## Dataset entries

use log::{debug, info, warn};
use rand::Rng;

use crate::{
    domain::{Category, MealBucket, Recipe},
    error::{LoadError, PickError},
    picker::{self, Pick},
    storage::LoadEvent,
};

#[derive(Clone, Copy, Debug, PartialEq, Eq)]
pub enum Phase {
    Uninitialized,
    Ready,
}

/// Everything the picker screen knows.
///
/// The two lists are filled independently by load events and either may still
/// be empty when a draw is requested. Each public method is one transition.
#[derive(Debug, Default)]
pub struct MenuState {
    categories: Vec<Category>,
    recipes: Vec<Recipe>,
    chosen_category: String,
    chosen_index: Option<usize>,
    last_result: Option<String>,
    categories_loaded: bool,
    recipes_loaded: bool,
}

impl MenuState {
    pub fn new() -> Self {
        Self::default()
    }

    pub fn phase(&self) -> Phase {
        if self.categories_loaded {
            Phase::Ready
        } else {
            Phase::Uninitialized
        }
    }

    pub fn is_loading(&self) -> bool {
        !(self.categories_loaded && self.recipes_loaded)
    }

    pub fn categories(&self) -> &[Category] {
        &self.categories
    }

    pub fn recipes(&self) -> &[Recipe] {
        &self.recipes
    }

    pub fn chosen_category(&self) -> &str {
        &self.chosen_category
    }

    pub fn last_result(&self) -> Option<&str> {
        self.last_result.as_deref()
    }

    /// Row of the chosen category in the loaded list.
    ///
    /// Names may repeat, so the row is tracked separately from the name.
    pub fn chosen_index(&self) -> Option<usize> {
        self.chosen_index
    }

    pub fn apply_load(&mut self, event: LoadEvent) {
        match event {
            LoadEvent::Categories(loaded) => self.on_categories_loaded(loaded),
            LoadEvent::Recipes(loaded) => self.on_recipes_loaded(loaded),
        }
    }

    pub fn on_categories_loaded(&mut self, loaded: Result<Vec<Category>, LoadError>) {
        if self.categories_loaded {
            return;
        }
        self.categories_loaded = true;

        match loaded {
            Ok(categories) => {
                debug!("event=categories_loaded count={}", categories.len());
                if self.chosen_category.is_empty() {
                    if let Some(first) = categories.first() {
                        self.chosen_category = first.name.clone();
                    }
                }
                self.chosen_index = categories
                    .iter()
                    .position(|category| category.name == self.chosen_category);
                self.categories = categories;
            }
            Err(e) => warn!("event=categories_load_failed error={}", e),
        }
    }

    pub fn on_recipes_loaded(&mut self, loaded: Result<Vec<Recipe>, LoadError>) {
        if self.recipes_loaded {
            return;
        }
        self.recipes_loaded = true;

        match loaded {
            Ok(recipes) => {
                debug!("event=recipes_loaded count={}", recipes.len());
                self.recipes = recipes;
            }
            Err(e) => warn!("event=recipes_load_failed error={}", e),
        }
    }

    pub fn choose_category(&mut self, name: impl Into<String>) {
        self.chosen_category = name.into();
        self.chosen_index = self
            .categories
            .iter()
            .position(|category| category.name == self.chosen_category);
    }

    pub fn choose_category_by_index(&mut self, index: usize) -> bool {
        match self.categories.get(index) {
            Some(category) => {
                self.chosen_category = category.name.clone();
                self.chosen_index = Some(index);
                true
            }
            None => false,
        }
    }

    /// Draws a recipe for the chosen category and stores its name.
    ///
    /// On failure the previous result is left in place.
    pub fn randomize<R: Rng + ?Sized>(
        &mut self,
        bucket: MealBucket,
        rng: &mut R,
    ) -> Result<Pick<'_>, PickError> {
        let pick = picker::pick_recipe(&self.recipes, &self.chosen_category, bucket, rng)?;
        info!(
            "event=menu_picked name={} id={} category={} bucket={} fallback={}",
            pick.recipe.name, pick.recipe.id, pick.recipe.category, pick.bucket, pick.fell_back
        );
        self.last_result = Some(pick.recipe.name.clone());
        Ok(pick)
    }
}

#[cfg(test)]
mod tests {
    use std::{io, path::PathBuf};

    use rand::{SeedableRng, rngs::StdRng};

    use super::*;

    fn io_failure() -> LoadError {
        LoadError::Io {
            path: PathBuf::from("missing.csv"),
            source: io::Error::new(io::ErrorKind::NotFound, "missing"),
        }
    }

    fn soup_state() -> MenuState {
        let mut state = MenuState::new();
        state.on_categories_loaded(Ok(vec![Category::new("Soup"), Category::new("Rice")]));
        state.on_recipes_loaded(Ok(vec![
            Recipe::new("1", "Miso", "Soup", "M"),
            Recipe::new("2", "Consomme", "Soup", "D"),
        ]));
        state
    }

    #[test]
    fn test_starts_uninitialized_and_empty() {
        let state = MenuState::new();
        assert_eq!(state.phase(), Phase::Uninitialized);
        assert!(state.is_loading());
        assert_eq!(state.chosen_category(), "");
        assert_eq!(state.last_result(), None);
    }

    #[test]
    fn test_category_load_sets_default_and_ready() {
        let mut state = MenuState::new();
        state.on_categories_loaded(Ok(vec![Category::new("Soup"), Category::new("Rice")]));

        assert_eq!(state.phase(), Phase::Ready);
        assert_eq!(state.chosen_category(), "Soup");
        assert_eq!(state.chosen_index(), Some(0));
        assert!(state.is_loading());
    }

    #[test]
    fn test_category_load_keeps_earlier_choice() {
        let mut state = MenuState::new();
        state.choose_category("Rice");
        state.on_categories_loaded(Ok(vec![Category::new("Soup"), Category::new("Rice")]));
        assert_eq!(state.chosen_category(), "Rice");
    }

    #[test]
    fn test_failed_load_leaves_lists_empty() {
        let mut state = MenuState::new();
        state.on_categories_loaded(Err(io_failure()));
        state.on_recipes_loaded(Err(io_failure()));

        assert_eq!(state.phase(), Phase::Ready);
        assert!(!state.is_loading());
        assert!(state.categories().is_empty());
        assert!(state.recipes().is_empty());
        assert_eq!(state.chosen_category(), "");
    }

    #[test]
    fn test_lists_are_immutable_after_load() {
        let mut state = soup_state();
        state.on_categories_loaded(Ok(vec![Category::new("Other")]));
        state.on_recipes_loaded(Ok(Vec::new()));

        assert_eq!(state.categories().len(), 2);
        assert_eq!(state.recipes().len(), 2);
    }

    #[test]
    fn test_load_events_in_either_order() {
        let mut state = MenuState::new();
        state.apply_load(LoadEvent::Recipes(Ok(vec![Recipe::new("1", "Miso", "Soup", "M")])));
        assert_eq!(state.phase(), Phase::Uninitialized);
        state.apply_load(LoadEvent::Categories(Ok(vec![Category::new("Soup")])));
        assert_eq!(state.phase(), Phase::Ready);
        assert!(!state.is_loading());
    }

    #[test]
    fn test_randomize_before_recipes_arrive_is_no_match() {
        let mut state = MenuState::new();
        state.on_categories_loaded(Ok(vec![Category::new("Soup")]));
        let mut rng = StdRng::seed_from_u64(3);

        assert_eq!(
            state.randomize(MealBucket::Morning, &mut rng).err(),
            Some(PickError::NoMatch)
        );
        assert_eq!(state.last_result(), None);
    }

    #[test]
    fn test_randomize_stores_result() {
        let mut state = soup_state();
        let mut rng = StdRng::seed_from_u64(3);

        let pick = state.randomize(MealBucket::Morning, &mut rng).unwrap();
        assert_eq!(pick.recipe.name, "Miso");
        assert!(!pick.fell_back);
        assert_eq!(state.last_result(), Some("Miso"));
    }

    #[test]
    fn test_failures_leave_result_unchanged() {
        let mut state = soup_state();
        let mut rng = StdRng::seed_from_u64(3);
        state.randomize(MealBucket::Morning, &mut rng).unwrap();

        state.choose_category("Rice");
        assert_eq!(
            state.randomize(MealBucket::Morning, &mut rng).err(),
            Some(PickError::NoMatch)
        );
        assert_eq!(state.last_result(), Some("Miso"));

        state.choose_category("");
        assert_eq!(
            state.randomize(MealBucket::Morning, &mut rng).err(),
            Some(PickError::NoCategory)
        );
        assert_eq!(state.last_result(), Some("Miso"));
    }

    #[test]
    fn test_changing_category_keeps_result() {
        let mut state = soup_state();
        let mut rng = StdRng::seed_from_u64(3);
        state.randomize(MealBucket::Dinner, &mut rng).unwrap();

        assert!(state.choose_category_by_index(1));
        assert_eq!(state.chosen_category(), "Rice");
        assert_eq!(state.last_result(), Some("Consomme"));
        assert!(!state.choose_category_by_index(5));
    }

    #[test]
    fn test_duplicate_names_keep_their_own_rows() {
        let mut state = MenuState::new();
        state.on_categories_loaded(Ok(vec![
            Category::new("Soup"),
            Category::new("Soup"),
            Category::new("Rice"),
        ]));
        assert_eq!(state.chosen_index(), Some(0));

        assert!(state.choose_category_by_index(1));
        assert_eq!(state.chosen_category(), "Soup");
        assert_eq!(state.chosen_index(), Some(1));

        assert!(state.choose_category_by_index(2));
        assert_eq!(state.chosen_category(), "Rice");
        assert_eq!(state.chosen_index(), Some(2));
    }

    #[test]
    fn test_choice_before_load_resolves_to_first_matching_row() {
        let mut state = MenuState::new();
        state.choose_category("Rice");
        assert_eq!(state.chosen_index(), None);

        state.on_categories_loaded(Ok(vec![
            Category::new("Soup"),
            Category::new("Rice"),
            Category::new("Rice"),
        ]));
        assert_eq!(state.chosen_index(), Some(1));
    }

    #[test]
    fn test_unknown_category_has_no_index() {
        let mut state = soup_state();
        state.choose_category("Dessert");
        assert_eq!(state.chosen_index(), None);
    }
}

## Task details
Please restate, word for word, the lines of the entries that run from the first line through the one holding "pub fn phase(&self)", and add nothing.

## Result below
use log::{debug, info, warn};
use rand::Rng;

use crate::{
    domain::{Category, MealBucket, Recipe},
    error::{LoadError, PickError},
    picker::{self, Pick},
    storage::LoadEvent,
};

#[derive(Clone, Copy, Debug, PartialEq, Eq)]
pub enum Phase {
    Uninitialized,
    Ready,
}

/// Everything the picker screen knows.
///
/// The two lists are filled independently by load events and either may still
/// be empty when a draw is requested. Each public method is one transition.
#[derive(Debug, Default)]
pub struct MenuState {
    categories: Vec<Category>,
    recipes: Vec<Recipe>,
    chosen_category: String,
    chosen_index: Option<usize>,
    last_result: Option<String>,
    categories_loaded: bool,
    recipes_loaded: bool,
}

impl MenuState {
    pub fn new() -> Self {
        Self::default()
    }

    pub fn phase(&self) -> Phase {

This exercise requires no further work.